The Striated Caracara (Phalcoboenus australis) or “Johnny Rook” is a highly social, scavenging raptor native to the Falkland Islands and Tierra del Fuego. The IUCN Near-Threatened status and highly restricted range of this bird have not allowed it to be a subject of intense study, and much is still unknown about their ecology. During the breeding season, Johnny Rooks are reliant on seabird colonies, but during winter when seabirds are scarce, the caracaras must forage differently, which puts different age classes and individuals in conflict, with each other and with the Falklands’ sheep farmers. They can be quite curious and destructive!
The birds’ tolerance of human proximity and reliance on human settlements as winter foraging grounds makes them an ideal species with which to study carcass consumption over the entire period of a carcass’s availability. Juvenile caracaras have been observed foraging in groups, and exhibiting “gang” behavior, similar to rooks and ravens, in order to compete with the more aggressive adults. I hypothesize that juvenile vocalization instigates this grouping behavior, and that this behavior is an adaptive strategy for juvenile survival through their first few winters, when raptor mortality is highest. This type of study of social winter feeding dynamics is a tactic chosen by very few solitary raptor species.
My research was conducted on Saunders Island, located in the northwest Falkland Islands. Saunders is the 4th largest island in the Falklands, and though no Johnny Rooks are known to breed there, during the winter groups of 50 or more birds forage in and around the only human settlement on the east side of the island. My goal is to better understand the feeding ecology of this population, in order to reduce the conflict these near threatened birds have with farmers in West Falkland.

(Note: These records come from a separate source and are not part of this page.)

#[tokio::test]
async fn registration_and_login_rules() {
    let Some(server) = TestServer::spawn().await else {
        return;
    };
    let b = server.browser();
    assert_eq!(
        b.register("Ada", "ada@example.com", PASSWORD, "different", "30")
            .await,
        StatusCode::BAD_REQUEST
    );
    assert_eq!(
        b.register("Ada", "ada@example.com", PASSWORD, PASSWORD, "12")
            .await,
        StatusCode::BAD_REQUEST
    );
    assert_eq!(
        b.register("Ada", "not-an-email", PASSWORD, PASSWORD, "30")
            .await,
        StatusCode::BAD_REQUEST
    );
    assert_eq!(
        b.register("Ada", "Ada@Example.com", PASSWORD, PASSWORD, "30")
            .await,
        StatusCode::CREATED
    );
    // Emails are compared case-insensitively
    assert_eq!(
        b.register("Ada again", "ada@example.com", PASSWORD, PASSWORD, "30")
            .await,
        StatusCode::BAD_REQUEST
    );

    let (status, _) = b.login("ada@example.com", "wrong-password").await;
    assert_eq!(status, StatusCode::UNAUTHORIZED);
    let (status, _) = b.login("nobody@example.com", PASSWORD).await;
    assert_eq!(status, StatusCode::UNAUTHORIZED);
    let (status, _) = b.login("", "").await;
    assert_eq!(status, StatusCode::BAD_REQUEST);

    let (status, location) = b.login("ADA@example.com", PASSWORD).await;
    assert_eq!(status, StatusCode::SEE_OTHER);
    assert_eq!(location.as_deref(), Some("/dashboard"));
    let (status, _, body) = b.page("/dashboard").await;
    assert_eq!(status, StatusCode::OK);
    assert!(body.contains("Meet your buddy"));

    let (status, location, _) = b.page("/logout").await;
    assert_eq!(status, StatusCode::SEE_OTHER);
    assert_eq!(location.as_deref(), Some("/"));
    b.request_expect("GET", "/missions", None, StatusCode::UNAUTHORIZED)
        .await;
}

#[tokio::test]
async fn session_cookie_is_http_only() {
    let Some(server) = TestServer::spawn().await else {
        return;
    };
    let b = server.browser();
    b.register("Ada", "ada@example.com", PASSWORD, PASSWORD, "30")
        .await;
    let resp = b
        .post_form(
            "/login",
            &[("email", "ada@example.com"), ("password", PASSWORD)],
        )
        .await;
    let cookie = resp
        .headers()
        .get_all(reqwest::header::SET_COOKIE)
        .iter()
        .filter_map(|v| v.to_str().ok())
        .find(|c| c.starts_with(SESSION_COOKIE))
        .expect("session cookie")
        .to_ascii_lowercase();
    assert!(cookie.contains("httponly"));
    assert!(cookie.contains("samesite=lax"));
}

Thesis Title: Gang Behavior at Carcasses in Wintering Striated Caracaras (Phalcoboenus australis) in the Falkland Islands
Abstract: Avian scavengers perform vital ecosystem services by removing waste and by slowing disease. Yet few details are known about the purpose or purposes of social interactions near carcasses, and their role in the physical depletion of carcasses (Gangoso et al. 2013). The globally Near-Threatened Striated Caracara is a social scavenging falconid that relies on seabird colonies for food during the breeding season in the Falkland Islands, a principal stronghold in its range. The birds have been persecuted as livestock pests since the late 1800s. Although the population is now protected and remains stable, it does not appear to be growing. The caracaras’ reliance on human settlements as winter foraging grounds makes them an ideal species to examine age-stratified consumption over the entire period of a carcass’s availability. By providing and closely monitoring experimental carcasses, I estimated the mass of food consumed per bird over five minute intervals (mean 22.9 g/bird/5 min, ±1.2, SE), and found that this was negatively influenced by the time of arrival to the carcass, positively by the total numbers of birds feeding on the carcass, and positively by the proportion of the group that was adult birds. I also found that, as previously shown in Common Ravens, aggregation of a group to a carcass can be accelerated by vocalizations of the birds (Heinrich and Marzluff 1995). My data indicate that the so-called gang behavior in juvenile caracaras is very similar to that in ravens, and is an adaptive strategy to overwhelm adults at ephemeral resources and obtain food.